O zaman, biz ne zaman- nasıl huzura ereceğiz arkadaş? Bu noktada “Bilmemek mutluluktur” diye düşünenlerin hakkını vermek mi gerekiyor? Bence ikisi de değil. Bilmediğimiz bir şeye karşı önlem alamayız. Örnek olarak; “Ben kanser hastalığı falan anlamam, hayatıma bakarım bana ne ” diyebiliyor muyuz? Tabi ki hayır! Buradaki mevzu insanların gerçeklerden kaçma yaklaşımlarında yatıyor aslında. Hiç kimse hayatın gerçekleriyle yüzleşmek istemiyor. Başını ağrıtmak istemiyor. Dünyadaki çoğunluk “Yaşayıp geçelim işte, fazla kurcalamayalım” diye düşünüyor. Dünyadaki çözümsüz sorunların başlıca nedeni de bence bu. Sosyal sorunlar hayatın gerçekleridir, biz onları görmediğimizde duymadığımızda kendiliğinden yok olmazlar.

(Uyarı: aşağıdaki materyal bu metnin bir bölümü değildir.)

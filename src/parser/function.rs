use crate::ast::{Expr, ExprKind, FunctionDecl, Parameter, TypeAnnot};
use crate::lexer::TokenKind;
use crate::parser::{ParseResult, Parser, error_at};

use std::rc::Rc;

impl Parser {
    /// `name :: (a: int, b: int) -> int { ... }` or, for a procedure,
    /// `name :: (a: int) { ... }`.
    pub fn parse_function(&mut self) -> ParseResult<Expr> {
        let decl = self.parse_function_decl()?;
        let span = decl.span.clone();
        Ok(Expr::new(ExprKind::FunctionDeclare(Rc::new(decl)), span))
    }

    pub(crate) fn parse_function_decl(&mut self) -> ParseResult<FunctionDecl> {
        let name_token = self.peek().clone();
        let (name, span) = self.consume_identifier("expected function name")?;
        self.consume(&TokenKind::DoubleColon, "expected '::' after function name")?;
        self.consume(&TokenKind::LParen, "expected '(' to start parameter list")?;

        let mut params = vec![];
        if !self.check(&TokenKind::RParen) {
            loop {
                params.push(self.parse_parameter()?);
                if !self.matches(&TokenKind::Comma) {
                    break;
                }
            }
        }
        self.consume(&TokenKind::RParen, "expected ')' after parameters")?;

        let return_type = if self.matches(&TokenKind::Arrow) {
            Some(self.parse_type_annotation()?)
        } else {
            None
        };

        if !self.check(&TokenKind::LBrace) {
            return Err(self.error_at_current("expected '{' before function body"));
        }

        self.return_seen.push(false);
        let body = self.parse_block();
        let saw_return = self.return_seen.pop().unwrap_or(false);
        let body = match body?.kind {
            ExprKind::Block(exprs) => exprs,
            other => vec![Expr::new(other, span.clone())],
        };

        let returns_value = return_type
            .as_ref()
            .is_some_and(|annot| *annot != TypeAnnot::Nil);
        // the body is complete, so record the fault without resynchronizing
        if returns_value && !saw_return {
            self.errors.push(error_at(
                &name_token,
                &format!(
                    "function '{}' declares a return type but never returns a value",
                    name
                ),
            ));
        }

        Ok(FunctionDecl {
            name,
            params,
            return_type,
            body,
            span,
        })
    }

    fn parse_parameter(&mut self) -> ParseResult<Parameter> {
        let (name, span) = self.consume_identifier("expected parameter name")?;
        self.consume(&TokenKind::Colon, "expected ':' after parameter name")?;
        let annot = self.parse_type_annotation()?;
        Ok(Parameter { name, annot, span })
    }

    /// One of the fixed type names, or a class name.
    pub fn parse_type_annotation(&mut self) -> ParseResult<TypeAnnot> {
        let annot = match &self.peek().kind {
            TokenKind::TypeInt => TypeAnnot::Int,
            TokenKind::TypeFloat => TypeAnnot::Float,
            TokenKind::TypeString => TypeAnnot::String,
            TokenKind::TypeBool => TypeAnnot::Bool,
            TokenKind::Nil => TypeAnnot::Nil,
            TokenKind::Identifier(name) => TypeAnnot::Named(name.clone()),
            _ => return Err(self.error_at_current("expected a type")),
        };
        self.advance();
        Ok(annot)
    }
}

Halının altına süpürülseler de oradadırlar. Gerçeklerle uyanmaktansa, masallarla uyumayı tercih ettikçe de, bu düzen böyle gidecek gibi… Bu noktada “Kuyudan Çıkan Gerçek” hikâyesini sizlerle paylaşmak istiyorum;

19. yüzyıl efsanesine göre, GERÇEK ve YALAN bir gün buluşmuşlar. O gün YALAN bir garip haldeymiş " bugün hava çok güzel” diye doğruyu söylemiş YALAN. GERÇEK, ona şaşkınlıkla bakmış ve gözlerini gökyüzüne kaldırmış. Gün, gerçekten de çok güzelmiş… YALAN’ın doğru söylemesine anlam verememiş. Bir kuyunun önüne gelene kadar birlikte zaman geçirmişler. YALAN bu süreçte hep doğru söylemiş. Suyun yanına geldiklerinde YALAN ;"su çok güzel, birlikte girip serinleyelim!" demiş. GERÇEK, bir kez daha şüpheci bir şekilde suya dokunmuş, su gerçekten çok güzelmiş.  İkisi birlikte soyunup yüzmeye başlamışlar.

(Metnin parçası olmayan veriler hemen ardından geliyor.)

#[async_trait]
impl Store for PgStore {
    async fn get_member(&self, wallet: &Pubkey) -> Result<Option<Member>, Error> {
        let conn = self.pool.get().await?;
        let row = conn
            .query_opt(
                &format!("SELECT {} FROM members WHERE wallet = $1", MEMBER_COLUMNS),
                &[&wallet.to_string()],
            )
            .await?;
        row.as_ref().map(read_member).transpose()
    }

    async fn insert_root(&self, member: &Member) -> Result<bool, Error> {
        let conn = self.pool.get().await?;
        let n = conn
            .execute(
                "INSERT INTO members (wallet, activated_at, expiry_at, status)
                VALUES ($1, $2, $3, $4)
                ON CONFLICT (wallet) DO NOTHING",
                &[
                    &member.wallet.to_string(),
                    &member.activated_at,
                    &member.expiry_at,
                    &member.status,
                ],
            )
            .await?;
        Ok(n == 1)
    }

    async fn commit_placement(&self, commit: &PlacementCommit) -> Result<CommitOutcome, Error> {
        let member = &commit.member;
        let (sponsor, branch) = match (member.sponsor, member.branch) {
            (Some(sponsor), Some(branch)) => (sponsor, branch),
            _ => {
                return Err(Error::Internal(
                    "placement commit without sponsor or branch".to_string(),
                ))
            }
        };
        let wallet = member.wallet.to_string();
        let sponsor = sponsor.to_string();
        let mut counted: Vec<String> = commit.counted.iter().map(|w| w.to_string()).collect();
        if !counted.contains(&sponsor) {
            counted.push(sponsor.clone());
        }
        let mut conn = self.pool.get().await?;
        let tx = conn.transaction().await?;

        // lock the whole upline in one order so concurrent placements cannot deadlock
        let locked = tx
            .query(
                "SELECT wallet FROM members WHERE wallet = ANY($1) ORDER BY wallet FOR UPDATE",
                &[&counted],
            )
            .await?;
        if locked.len() != counted.len() {
            let found: Vec<String> = locked
                .iter()
                .map(|row| row.try_get(0))
                .collect::<Result<_, _>>()?;
            if !found.contains(&sponsor) {
                return Err(Error::SponsorNotFound(sponsor));
            }
            let missing = counted
                .iter()
                .find(|w| !found.contains(w))
                .cloned()
                .unwrap_or_default();
            return Err(Error::BrokenUpline(missing));
        }

        let inserted = tx
            .execute(
                "INSERT INTO members (wallet, sponsor, branch, activated_at, expiry_at, status)
                VALUES ($1, $2, $3, $4, $5, $6)
                ON CONFLICT (wallet) DO NOTHING",
                &[
                    &wallet,
                    &sponsor,
                    &branch,
                    &member.activated_at,
                    &member.expiry_at,
                    &member.status,
                ],
            )
            .await?;
        if inserted == 0 {
            return Ok(CommitOutcome::Duplicate);
        }

        let spill: i64 = if commit.spillover { 1 } else { 0 };
        let claimed = tx
            .execute(
                &format!(
                    "UPDATE members SET {slot} = $1, spill_count = spill_count + $3
                    WHERE wallet = $2 AND {slot} IS NULL",
                    slot = slot_column(branch)
                ),
                &[&wallet, &sponsor, &spill],
            )
            .await?;
        if claimed == 0 {
            return Ok(CommitOutcome::SlotTaken);
        }

        let insert_ancestor = tx
            .prepare(
                "INSERT INTO ancestors (wallet, ancestor, depth, branch) VALUES ($1, $2, $3, $4)",
            )
            .await?;
        for record in commit.ancestors.iter() {
            tx.execute(
                &insert_ancestor,
                &[
                    &record.wallet.to_string(),
                    &record.ancestor.to_string(),
                    &(record.depth as i32),
                    &record.branch,
                ],
            )
            .await?;
        }

        let counted: Vec<String> = commit.counted.iter().map(|w| w.to_string()).collect();
        tx.execute(
            &format!(
                "UPDATE members SET {total} = {total} + 1,
                total_direct_referrals = total_direct_referrals + 1
                WHERE wallet = ANY($1)",
                total = total_column(branch)
            ),
            &[&counted],
        )
        .await?;

        tx.commit().await?;
        Ok(CommitOutcome::Placed)
    }

    async fn ancestors_of(&self, wallet: &Pubkey) -> Result<Vec<AncestorRecord>, Error> {
        let conn = self.pool.get().await?;
        let rows = conn
            .query(
                "SELECT wallet, ancestor, depth, branch FROM ancestors
                WHERE wallet = $1 ORDER BY depth",
                &[&wallet.to_string()],
            )
            .await?;
        rows.iter()
            .map(|row| -> Result<AncestorRecord, Error> {
                Ok(AncestorRecord {
                    wallet: pubkey(row.try_get("wallet")?)?,
                    ancestor: pubkey(row.try_get("ancestor")?)?,
                    depth: row.try_get::<_, i32>("depth")? as u32,
                    branch: row.try_get("branch")?,
                })
            })
            .collect()
    }

    async fn renew_member(&self, wallet: &Pubkey, expiry_at: i64) -> Result<bool, Error> {
        let conn = self.pool.get().await?;
        let n = conn
            .execute(
                "UPDATE members SET expiry_at = $2, status = 'active', rank = 0 WHERE wallet = $1",
                &[&wallet.to_string(), &expiry_at],
            )
            .await?;
        Ok(n == 1)
    }

    async fn reward_exists(&self, wallet: &Pubkey, tier: u32) -> Result<bool, Error> {
        let conn = self.pool.get().await?;
        let row = conn
            .query_opt(
                "SELECT 1 FROM reward_states WHERE wallet = $1 AND tier = $2",
                &[&wallet.to_string(), &(tier as i32)],
            )
            .await?;
        Ok(row.is_some())
    }

    async fn award_tier(&self, award: &Award) -> Result<bool, Error> {
        let wallet = award.wallet.to_string();
        let tier = award.tier as i32;
        let mut conn = self.pool.get().await?;
        let tx = conn.transaction().await?;

        // serialize awards for one wallet
        if tx
            .query_opt(
                "SELECT 1 FROM members WHERE wallet = $1 FOR UPDATE",
                &[&wallet],
            )
            .await?
            .is_none()
        {
            return Err(Error::MemberNotFound(wallet.clone()));
        }
        let outranked = tx
            .query_opt(
                "SELECT 1 FROM reward_states WHERE wallet = $1 AND is_active AND tier >= $2",
                &[&wallet, &tier],
            )
            .await?;
        if outranked.is_some() {
            return Ok(false);
        }
        let inserted = tx
            .execute(
                "INSERT INTO reward_states
                (wallet, tier, is_active, first_qualified_at, last_achievement_at, last_payout_at, payout_count)
                VALUES ($1, $2, TRUE, $3, $3, $3, 1)
                ON CONFLICT (wallet, tier) DO NOTHING",
                &[&wallet, &tier, &award.now],
            )
            .await?;
        if inserted == 0 {
            return Ok(false);
        }
        tx.execute(
            "UPDATE reward_states SET is_active = FALSE WHERE wallet = $1 AND tier <> $2",
            &[&wallet, &tier],
        )
        .await?;
        tx.execute(
            "UPDATE members SET rank = $2 WHERE wallet = $1",
            &[&wallet, &tier],
        )
        .await?;
        tx.execute(
            "INSERT INTO payouts (wallet, amount, kind, created_at) VALUES ($1, $2, $3, $4)",
            &[
                &wallet,
                &(award.amount as i64),
                &PayoutKind::Achievement,
                &award.now,
            ],
        )
        .await?;
        tx.commit().await?;
        Ok(true)
    }

    async fn deactivate_rewards(&self, wallet: &Pubkey) -> Result<u64, Error> {
        let conn = self.pool.get().await?;
        let n = conn
            .execute(
                "UPDATE reward_states SET is_active = FALSE WHERE wallet = $1 AND is_active",
                &[&wallet.to_string()],
            )
            .await?;
        Ok(n)
    }

    async fn active_rewards(&self) -> Result<Vec<RewardState>, Error> {
        let conn = self.pool.get().await?;
        let rows = conn
            .query(
                &format!(
                    "SELECT {} FROM reward_states WHERE is_active ORDER BY last_payout_at",
                    REWARD_COLUMNS
                ),
                &[],
            )
            .await?;
        rows.iter().map(read_reward).collect()
    }

    async fn enqueue_monthly(
        &self,
        previous: &RewardState,
        amount: u64,
        now: i64,
    ) -> Result<bool, Error> {
        let wallet = previous.wallet.to_string();
        let mut conn = self.pool.get().await?;
        let tx = conn.transaction().await?;
        let advanced = tx
            .execute(
                "UPDATE reward_states SET last_payout_at = $3, payout_count = payout_count + 1
                WHERE wallet = $1 AND tier = $2 AND is_active AND last_payout_at = $4",
                &[
                    &wallet,
                    &(previous.tier as i32),
                    &now,
                    &previous.last_payout_at,
                ],
            )
            .await?;
        if advanced == 0 {
            return Ok(false);
        }
        tx.execute(
            "INSERT INTO payouts (wallet, amount, kind, created_at) VALUES ($1, $2, $3, $4)",
            &[&wallet, &(amount as i64), &PayoutKind::Monthly, &now],
        )
        .await?;
        tx.commit().await?;
        Ok(true)
    }

    async fn claim_pending_payouts(
        &self,
        limit: usize,
        now: i64,
    ) -> Result<Vec<PayoutEntry>, Error> {
        let conn = self.pool.get().await?;
        let rows = conn
            .query(
                &format!(
                    "UPDATE payouts SET claimed_at = $2
                    WHERE id IN (
                        SELECT id FROM payouts
                        WHERE status = 'pending' AND claimed_at IS NULL
                        ORDER BY created_at, id
                        LIMIT $1
                        FOR UPDATE SKIP LOCKED
                    )
                    RETURNING {}",
                    PAYOUT_COLUMNS
                ),
                &[&(limit as i64), &now],
            )
            .await?;
        let mut entries = rows
            .iter()
            .map(read_payout)
            .collect::<Result<Vec<_>, _>>()?;
        entries.sort_by_key(|entry| (entry.created_at, entry.id));
        Ok(entries)
    }

    async fn mark_payout_sent(&self, id: i64, signature: &str, now: i64) -> Result<bool, Error> {
        let conn = self.pool.get().await?;
        let n = conn
            .execute(
                "UPDATE payouts SET status = 'sent', signature = $2, sent_at = $3
                WHERE id = $1 AND status = 'pending'",
                &[&id, &signature, &now],
            )
            .await?;
        Ok(n == 1)
    }

    async fn mark_payout_failed(&self, id: i64, error: &str) -> Result<bool, Error> {
        let conn = self.pool.get().await?;
        let n = conn
            .execute(
                "UPDATE payouts SET status = 'failed', error = $2
                WHERE id = $1 AND status = 'pending'",
                &[&id, &error],
            )
            .await?;
        Ok(n == 1)
    }

    async fn fail_abandoned_payouts(
        &self,
        claimed_before: i64,
        error: &str,
    ) -> Result<Vec<i64>, Error> {
        let conn = self.pool.get().await?;
        let rows = conn
            .query(
                "UPDATE payouts SET status = 'failed', error = $2
                WHERE status = 'pending' AND claimed_at IS NOT NULL AND claimed_at <= $1
                RETURNING id",
                &[&claimed_before, &error],
            )
            .await?;
        let mut ids = rows
            .iter()
            .map(|row| row.try_get(0))
            .collect::<Result<Vec<i64>, _>>()?;
        ids.sort();
        Ok(ids)
    }

    async fn get_payout(&self, id: i64) -> Result<Option<PayoutEntry>, Error> {
        let conn = self.pool.get().await?;
        let row = conn
            .query_opt(
                &format!("SELECT {} FROM payouts WHERE id = $1", PAYOUT_COLUMNS),
                &[&id],
            )
            .await?;
        row.as_ref().map(read_payout).transpose()
    }

    async fn enqueue_payout(
        &self,
        wallet: &Pubkey,
        amount: u64,
        kind: PayoutKind,
        now: i64,
    ) -> Result<i64, Error> {
        let conn = self.pool.get().await?;
        let row = conn
            .query_one(
                "INSERT INTO payouts (wallet, amount, kind, created_at)
                VALUES ($1, $2, $3, $4)
                RETURNING id",
                &[&wallet.to_string(), &(amount as i64), &kind, &now],
            )
            .await?;
        row.try_get(0).map_err(From::from)
    }
}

YALAN bir anda sudan çıkmış, gerçeğin kıyafetlerini giyerek kaçıp kayıplara karışmış. Kızgın GERÇEK, kuyudan çıkmış, YALAN’ı bulmak ve kıyafetlerini geri almak için her yerde onu aramış.  Dünyanın her yerinde, GERÇEĞİ çıplak gören insanlar onu hor görmüşler ve ona öfkeyle bakmışlar. Gittiği her yerden nefretle kovalanmış.  Zavallı GERÇEK çaresiz kuyuya geri dönmüş ve sonsuza dek ortadan kaybolmuş. İnsanlar ise artık hiçbir şekilde çıplak gerçeği görmek istememekteymiş. İşte o zamandan beri YALAN, dünyanın her yerinde GERÇEK gibi giyinmiş ve içimizde yaşamaktadır derler.

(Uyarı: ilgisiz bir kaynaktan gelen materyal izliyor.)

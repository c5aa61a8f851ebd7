use std::str::FromStr;

use actix_web::{web, HttpResponse, Responder};
use solana_sdk::pubkey::Pubkey;
use types::{
    GetMemberPayload, RegisterPayload, RegistrationResponse, RenewPayload, StatusMessage,
};

use crate::{
    error::Error,
    registry::{Registration, Registry, RewardOutcome},
    utils,
};

pub async fn register(
    registry: web::Data<Registry>,
    payload: web::Json<RegisterPayload>,
) -> impl Responder {
    match register_new_member(registry.as_ref(), payload.into_inner()).await {
        Ok(res) => HttpResponse::Ok().json(&res),
        Err(err) => {
            log::error!("{:?}", err);
            let http_response: HttpResponse = err.into();
            http_response
        }
    }
}

pub async fn renew(
    registry: web::Data<Registry>,
    payload: web::Json<RenewPayload>,
) -> impl Responder {
    match renew_member(registry.as_ref(), payload.into_inner()).await {
        Ok(res) => HttpResponse::Ok().json(&res),
        Err(err) => {
            log::error!("{:?}", err);
            let http_response: HttpResponse = err.into();
            http_response
        }
    }
}

pub async fn member_status(
    registry: web::Data<Registry>,
    path: web::Path<GetMemberPayload>,
) -> impl Responder {
    let wallet = match Pubkey::from_str(path.into_inner().wallet.trim()) {
        Ok(wallet) => wallet,
        Err(err) => {
            log::warn!("status query for invalid wallet: {:?}", err);
            return HttpResponse::BadRequest().body("invalid wallet address");
        }
    };
    match registry
        .member_status(&wallet, utils::unix_timestamp())
        .await
    {
        Ok(status) => HttpResponse::Ok().json(&status),
        Err(err) => {
            log::error!("{:?}", err);
            HttpResponse::InternalServerError().finish()
        }
    }
}

pub async fn register_new_member(
    registry: &Registry,
    payload: RegisterPayload,
) -> Result<RegistrationResponse, Error> {
    let wallet = Pubkey::from_str(payload.wallet_address.trim())?;
    let referrer = match payload.referrer_wallet.as_deref().map(str::trim) {
        None | Some("") => None,
        Some(referrer) => Some(Pubkey::from_str(referrer)?),
    };
    let Registration { placement, rewards } = registry
        .register_member(
            &wallet,
            referrer.as_ref(),
            payload.position,
            utils::unix_timestamp(),
        )
        .await?;
    let message = match rewards {
        RewardOutcome::Awarded(_) => "member registered".to_string(),
        RewardOutcome::Failed(_) => {
            "member registered, rewards will be evaluated on the next event".to_string()
        }
    };
    Ok(RegistrationResponse {
        status: "success".to_string(),
        message,
        sponsor: placement.sponsor.to_string(),
        position: placement.branch,
    })
}

pub async fn renew_member(
    registry: &Registry,
    payload: RenewPayload,
) -> Result<StatusMessage, Error> {
    let wallet = Pubkey::from_str(payload.wallet_address.trim())?;
    let expiry_at = registry
        .renew_member(&wallet, utils::unix_timestamp())
        .await?;
    Ok(StatusMessage {
        status: "success".to_string(),
        message: format!("membership renewed until {}", expiry_at),
    })
}

#[cfg(test)]
mod tests {
    use std::sync::Arc;

    use actix_web::{http::StatusCode, test, App};
    use types::{Branch, Member, MemberStatusResponse, RegistrationStatus};

    use super::*;
    use crate::{
        consts::MEMBERSHIP_PERIOD,
        memory::MemoryStore,
        rewards::{Rewards, TierTable},
        store::Store,
    };

    async fn registry() -> (web::Data<Registry>, Pubkey) {
        let store = Arc::new(MemoryStore::new());
        let root = Pubkey::new_unique();
        store
            .insert_root(&Member::new(
                root,
                None,
                None,
                0,
                utils::unix_timestamp() + MEMBERSHIP_PERIOD,
            ))
            .await
            .unwrap();
        let rewards = Arc::new(Rewards::new(store.clone(), TierTable::default()));
        let registry = Registry::new(store, rewards, root, "https://billionup.ai".to_string());
        (web::Data::new(registry), root)
    }

    #[actix_web::test]
    async fn register_then_query_status() {
        let (registry, root) = registry().await;
        let app = test::init_service(
            App::new()
                .app_data(registry)
                .route("/members/register", web::post().to(register))
                .route("/members/{wallet}/status", web::get().to(member_status)),
        )
        .await;

        let wallet = Pubkey::new_unique();
        let req = test::TestRequest::post()
            .uri("/members/register")
            .set_json(RegisterPayload {
                wallet_address: wallet.to_string(),
                referrer_wallet: None,
                position: Branch::Center,
            })
            .to_request();
        let res: RegistrationResponse = test::call_and_read_body_json(&app, req).await;
        assert_eq!(res.sponsor, root.to_string());
        assert_eq!(res.position, Branch::Center);

        let req = test::TestRequest::post()
            .uri("/members/register")
            .set_json(RegisterPayload {
                wallet_address: wallet.to_string(),
                referrer_wallet: Some(root.to_string()),
                position: Branch::Left,
            })
            .to_request();
        let res = test::call_service(&app, req).await;
        assert_eq!(res.status(), StatusCode::CONFLICT);

        let req = test::TestRequest::get()
            .uri(&format!("/members/{}/status", wallet))
            .to_request();
        let status: MemberStatusResponse = test::call_and_read_body_json(&app, req).await;
        assert_eq!(status.status, RegistrationStatus::Active);

        let req = test::TestRequest::get()
            .uri(&format!("/members/{}/status", Pubkey::new_unique()))
            .to_request();
        let status: MemberStatusResponse = test::call_and_read_body_json(&app, req).await;
        assert_eq!(status.status, RegistrationStatus::NotRegistered);

        let req = test::TestRequest::get()
            .uri("/members/not-a-wallet/status")
            .to_request();
        let res = test::call_service(&app, req).await;
        assert_eq!(res.status(), StatusCode::BAD_REQUEST);
    }

    #[actix_web::test]
    async fn renew_unknown_is_not_found() {
        let (registry, _root) = registry().await;
        let app = test::init_service(
            App::new()
                .app_data(registry)
                .route("/members/renew", web::post().to(renew)),
        )
        .await;
        let req = test::TestRequest::post()
            .uri("/members/renew")
            .set_json(RenewPayload {
                wallet_address: Pubkey::new_unique().to_string(),
            })
            .to_request();
        let res = test::call_service(&app, req).await;
        assert_eq!(res.status(), StatusCode::NOT_FOUND);
    }
}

Yalanlar, kötülükler, hainlikler hiçbir zaman tüm çıplaklığıyla gelmezler. Kendilerine uydurdukları güzel bir maske, yanıltıcı bir perde ile karşılarlar insanları. O yüzden gerçeğin çıplaklığından rahatsız olan insanlar, yalanlarla avunur. Bize yardımcı olacak, bizi ileriye taşıyacak olan gerçektir. Bize düşen, bunun bilinciyle çıplak gerçeği kuyudan çıkarmaktır.